DSW cryogenic dewar Flasks are designed to safely store and transport liquid helium, argon, oxygen, nitrogen, hydrogen, and liquid natural gas (LNG) according to ASME, DOT, and TPED standards.

Cryogenic dewar flasks are typically constructed with a double-walled design, with a vacuum-sealed space between the inner and outer walls. This vacuum acts as a thermal barrier, preventing heat from entering the flask and maintaining the low temperature inside. The inner wall is usually made of stainless steel or other materials with high thermal conductivity, while the outer wall provides structural support and additional insulation. The space between the fences is often evacuated to further reduce heat transfer through conduction and convection. Additionally, some dewar flasks incorporate reflective coatings on the inner surface to minimize radiant heat transfer.

What is a cryogenic dewar?

Dewar vessels use vacuum space as an excellent insulator, preventing super-cold liquids from turning back into gases.
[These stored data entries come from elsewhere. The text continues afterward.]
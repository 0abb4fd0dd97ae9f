//! State-changing campaign actions.
//!
//! Every action validates completely before it mutates: a rejected action
//! leaves the [`CampaignState`] exactly as it was.

use crate::campaign::CampaignState;
use crate::catalog::Catalog;
use crate::eligibility::{Ineligibility, check_eligible};
use crate::id::{ItemId, ProjectId};
use std::collections::BTreeSet;

// ---------------------------------------------------------------------------
// Results
// ---------------------------------------------------------------------------

/// A research project was completed.
#[derive(Debug, Clone, PartialEq, Eq)]
pub struct ResearchCompleted {
    pub project: ProjectId,
    /// Items deducted from the inventory, in cost declaration order.
    pub consumed: Vec<(ItemId, u32)>,
}

/// Items were added to the inventory.
#[derive(Debug, Clone, PartialEq, Eq)]
pub struct ItemAcquired {
    pub item: ItemId,
    pub quantity: u32,
    /// Owned quantity after the acquisition.
    pub total: u32,
    /// Hidden projects revealed by this acquisition. Empty when every project
    /// the item triggers was already revealed.
    pub unlocked: Vec<ProjectId>,
}

// ---------------------------------------------------------------------------
// Errors
// ---------------------------------------------------------------------------

/// Reasons a campaign action is rejected. None of them change state.
#[derive(Debug, Clone, PartialEq, Eq, thiserror::Error)]
pub enum ProgressionError {
    #[error("unknown project: {0:?}")]
    UnknownProject(ProjectId),

    #[error("unknown item: {0:?}")]
    UnknownItem(ItemId),

    #[error("project {project:?} is not available: {reason}")]
    Ineligible {
        project: ProjectId,
        reason: Ineligibility,
    },

    #[error(
        "insufficient resources for {project:?}: need {required} of {item:?}, have {available}"
    )]
    InsufficientResources {
        project: ProjectId,
        item: ItemId,
        required: u32,
        available: u32,
    },

    #[error("invalid quantity {0}: must be between 1 and {max}", max = u32::MAX)]
    InvalidQuantity(i64),

    #[error("inventory overflow: holding {held} of {item:?}, cannot add {added}")]
    InventoryOverflow { item: ItemId, held: u32, added: u32 },
}

// ---------------------------------------------------------------------------
// Actions
// ---------------------------------------------------------------------------

/// Complete `project` for the campaign, consuming its resource cost.
///
/// Fails if the project is unknown, not currently available, or the
/// inventory cannot cover every cost entry. Costs are one-way: completed
/// research is never refunded.
pub fn advance_research(
    catalog: &Catalog,
    campaign: &mut CampaignState,
    project: ProjectId,
) -> Result<ResearchCompleted, ProgressionError> {
    let def = catalog
        .project(project)
        .ok_or(ProgressionError::UnknownProject(project))?;

    check_eligible(catalog, campaign, project)
        .map_err(|reason| ProgressionError::Ineligible { project, reason })?;

    // Validate every cost before deducting any of them.
    let mut remaining = Vec::with_capacity(def.costs.len());
    for &(item, required) in &def.costs {
        let available = campaign.inventory_of(item);
        let left = available
            .checked_sub(required)
            .ok_or(ProgressionError::InsufficientResources {
                project,
                item,
                required,
                available,
            })?;
        remaining.push((item, left));
    }

    for (item, left) in remaining {
        campaign.set_quantity(item, left);
    }
    campaign.mark_completed(project);

    tracing::debug!(
        campaign = %campaign.name(),
        project = %def.name,
        "research completed"
    );

    Ok(ResearchCompleted {
        project,
        consumed: def.costs.clone(),
    })
}

/// Add `quantity` of `item` to the campaign inventory and reveal every
/// hidden project the item triggers.
///
/// `quantity` must be positive and fit in a `u32`. Revealing is idempotent:
/// acquiring the same item again never reports a project twice.
pub fn acquire_item(
    catalog: &Catalog,
    campaign: &mut CampaignState,
    item: ItemId,
    quantity: i64,
) -> Result<ItemAcquired, ProgressionError> {
    let quantity = u32::try_from(quantity)
        .ok()
        .filter(|q| *q > 0)
        .ok_or(ProgressionError::InvalidQuantity(quantity))?;

    if catalog.item(item).is_none() {
        return Err(ProgressionError::UnknownItem(item));
    }

    let held = campaign.inventory_of(item);
    let total = held
        .checked_add(quantity)
        .ok_or(ProgressionError::InventoryOverflow {
            item,
            held,
            added: quantity,
        })?;

    campaign.set_quantity(item, total);

    let unlocked: Vec<ProjectId> = catalog
        .hidden_unlocked_by(item)
        .iter()
        .copied()
        .filter(|&project| campaign.unlock_hidden(project))
        .collect();

    tracing::debug!(
        campaign = %campaign.name(),
        item = ?item,
        quantity,
        total,
        unlocked = unlocked.len(),
        "item acquired"
    );

    Ok(ItemAcquired {
        item,
        quantity,
        total,
        unlocked,
    })
}

/// Every project that must be completed, directly or transitively, before
/// `project` can be researched. Independent of any campaign.
pub fn tech_requirements(
    catalog: &Catalog,
    project: ProjectId,
) -> Result<&BTreeSet<ProjectId>, ProgressionError> {
    if catalog.project(project).is_none() {
        return Err(ProgressionError::UnknownProject(project));
    }
    Ok(catalog.graph().transitive_closure(project))
}
//! Per-campaign mutable state.
//!
//! A [`CampaignState`] is created empty and only changes through the
//! progression operations in [`crate::progression`], which validate every
//! transition before touching it. Read access is unrestricted.

use crate::id::{CampaignId, ItemId, ProjectId};
use serde::{Deserialize, Serialize};
use std::collections::{BTreeMap, BTreeSet};

/// Research and inventory state of one campaign.
#[derive(Debug, Clone, PartialEq, Eq, Serialize, Deserialize)]
pub struct CampaignState {
    id: CampaignId,
    name: String,
    completed: BTreeSet<ProjectId>,
    /// Owned quantities. Entries are never zero.
    inventory: BTreeMap<ItemId, u32>,
    /// Hidden projects revealed by item acquisition. Separate from `completed`.
    unlocked_hidden: BTreeSet<ProjectId>,
}

impl CampaignState {
    /// A fresh campaign with nothing researched and an empty inventory.
    pub fn new(id: CampaignId, name: impl Into<String>) -> Self {
        Self {
            id,
            name: name.into(),
            completed: BTreeSet::new(),
            inventory: BTreeMap::new(),
            unlocked_hidden: BTreeSet::new(),
        }
    }

    pub fn id(&self) -> CampaignId {
        self.id
    }

    pub fn name(&self) -> &str {
        &self.name
    }

    pub fn is_completed(&self, project: ProjectId) -> bool {
        self.completed.contains(&project)
    }

    /// Whether a hidden project has been revealed for this campaign.
    pub fn is_unlocked(&self, project: ProjectId) -> bool {
        self.unlocked_hidden.contains(&project)
    }

    /// Owned quantity of `item`; 0 if none.
    pub fn inventory_of(&self, item: ItemId) -> u32 {
        self.inventory.get(&item).copied().unwrap_or(0)
    }

    /// Completed projects in catalog order.
    pub fn completed(&self) -> &BTreeSet<ProjectId> {
        &self.completed
    }

    pub fn unlocked_hidden(&self) -> &BTreeSet<ProjectId> {
        &self.unlocked_hidden
    }

    /// Owned items with their quantities, in catalog order. Items the
    /// campaign holds none of are omitted.
    pub fn inventory(&self) -> impl Iterator<Item = (ItemId, u32)> + '_ {
        self.inventory.iter().map(|(&item, &qty)| (item, qty))
    }

    // -- Crate-private mutation, driven by progression --

    pub(crate) fn set_name(&mut self, name: impl Into<String>) {
        self.name = name.into();
    }

    pub(crate) fn mark_completed(&mut self, project: ProjectId) -> bool {
        self.completed.insert(project)
    }

    pub(crate) fn unlock_hidden(&mut self, project: ProjectId) -> bool {
        self.unlocked_hidden.insert(project)
    }

    /// Set the owned quantity of `item`, dropping the entry at zero.
    pub(crate) fn set_quantity(&mut self, item: ItemId, quantity: u32) {
        if quantity == 0 {
            self.inventory.remove(&item);
        } else {
            self.inventory.insert(item, quantity);
        }
    }
}

#[cfg(test)]
mod tests {
    use super::*;

    #[test]
    fn new_campaign_is_empty() {
        let campaign = CampaignState::new(CampaignId(1), "Gatecrasher");
        assert_eq!(campaign.id(), CampaignId(1));
        assert_eq!(campaign.name(), "Gatecrasher");
        assert!(campaign.completed().is_empty());
        assert!(campaign.unlocked_hidden().is_empty());
        assert_eq!(campaign.inventory().count(), 0);
        assert_eq!(campaign.inventory_of(ItemId(0)), 0);
    }

    #[test]
    fn zero_quantity_removes_inventory_entry() {
        let mut campaign = CampaignState::new(CampaignId(1), "Gatecrasher");
        campaign.set_quantity(ItemId(2), 5);
        assert_eq!(campaign.inventory_of(ItemId(2)), 5);
        campaign.set_quantity(ItemId(2), 0);
        assert_eq!(campaign.inventory_of(ItemId(2)), 0);
        assert_eq!(campaign.inventory().count(), 0);
    }

    #[test]
    fn inventory_lists_in_item_order() {
        let mut campaign = CampaignState::new(CampaignId(1), "Gatecrasher");
        campaign.set_quantity(ItemId(4), 1);
        campaign.set_quantity(ItemId(1), 3);
        let listed: Vec<(ItemId, u32)> = campaign.inventory().collect();
        assert_eq!(listed, vec![(ItemId(1), 3), (ItemId(4), 1)]);
    }

    #[test]
    fn completion_and_unlock_sets_are_separate() {
        let mut campaign = CampaignState::new(CampaignId(1), "Gatecrasher");
        assert!(campaign.unlock_hidden(ProjectId(3)));
        assert!(!campaign.unlock_hidden(ProjectId(3)));
        assert!(campaign.is_unlocked(ProjectId(3)));
        assert!(!campaign.is_completed(ProjectId(3)));
        assert!(campaign.mark_completed(ProjectId(0)));
        assert!(campaign.is_completed(ProjectId(0)));
    }
}
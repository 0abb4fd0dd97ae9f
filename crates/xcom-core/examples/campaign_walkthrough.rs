//! Campaign walkthrough: research, loot, reveal, and plan ahead.
//!
//! Plays the opening of a campaign against the built-in XCOM fixture and
//! prints what becomes available at each step. Set `RUST_LOG=debug` to see
//! the engine's state-transition logs.
//!
//! Run with: `cargo run -p xcom-core --example campaign_walkthrough --features test-utils`

use std::sync::Arc;
use tracing_subscriber::EnvFilter;
use xcom_core::engine::{Engine, EngineError};
use xcom_core::test_utils::{item, project, project_names, xcom_catalog};

fn main() -> Result<(), EngineError> {
    tracing_subscriber::fmt()
        .with_env_filter(
            EnvFilter::try_from_default_env().unwrap_or_else(|_| EnvFilter::new("info")),
        )
        .init();

    let mut engine = Engine::new(Arc::new(xcom_catalog()));
    let gatecrasher = engine.start_campaign("Gatecrasher")?;

    let print_available = |engine: &Engine, label: &str| -> Result<(), EngineError> {
        let available = engine.available_research(gatecrasher)?;
        println!("{label}:");
        for (position, name) in project_names(engine.catalog(), available).iter().enumerate() {
            println!("  {}. {name}", position + 1);
        }
        Ok(())
    };

    print_available(&engine, "Available research")?;

    let biotech = project(engine.catalog(), "Alien Biotech");
    engine.advance_research(gatecrasher, biotech)?;
    print_available(&engine, "After researching Alien Biotech")?;

    let corpse = item(engine.catalog(), "Sectoid Corpse");
    let acquired = engine.acquire_item(gatecrasher, corpse, 1)?;
    println!(
        "Recovered a Sectoid Corpse; revealed: {:?}",
        project_names(engine.catalog(), acquired.unlocked)
    );
    print_available(&engine, "After recovering the corpse")?;

    let gauss = project(engine.catalog(), "Gauss Weapons");
    let requirements = engine.tech_requirements(gauss)?;
    println!(
        "Gauss Weapons requires: {:?}",
        project_names(engine.catalog(), requirements.iter().copied())
    );

    Ok(())
}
Liquid nitrogen typically “boils off” or changes from liquid to gas at temperatures around -320 degF (77K, -195.79 deg C). Liquid helium has even lower boiling points of 4 K or -269 degC.

Cryogenic dewars play a vital role in the cryopreservation of biological samples, such as cells, tissues, and genetic material. Cooling these samples to ultra-low temperatures significantly reduces their metabolic activity, allowing for long-term storage and preservation. This is particularly crucial in fields such as stem cell research, tissue engineering, and genetic studies.
Dewar flasks provide a controlled and stable environment for storing these delicate samples, ensuring their viability and integrity. The exceptional insulation properties of the flasks minimize temperature fluctuations, preventing damage to the samples due to ice crystal formation or thermal shock. This allows researchers to maintain the quality of the samples over extended periods, facilitating future experiments and analysis.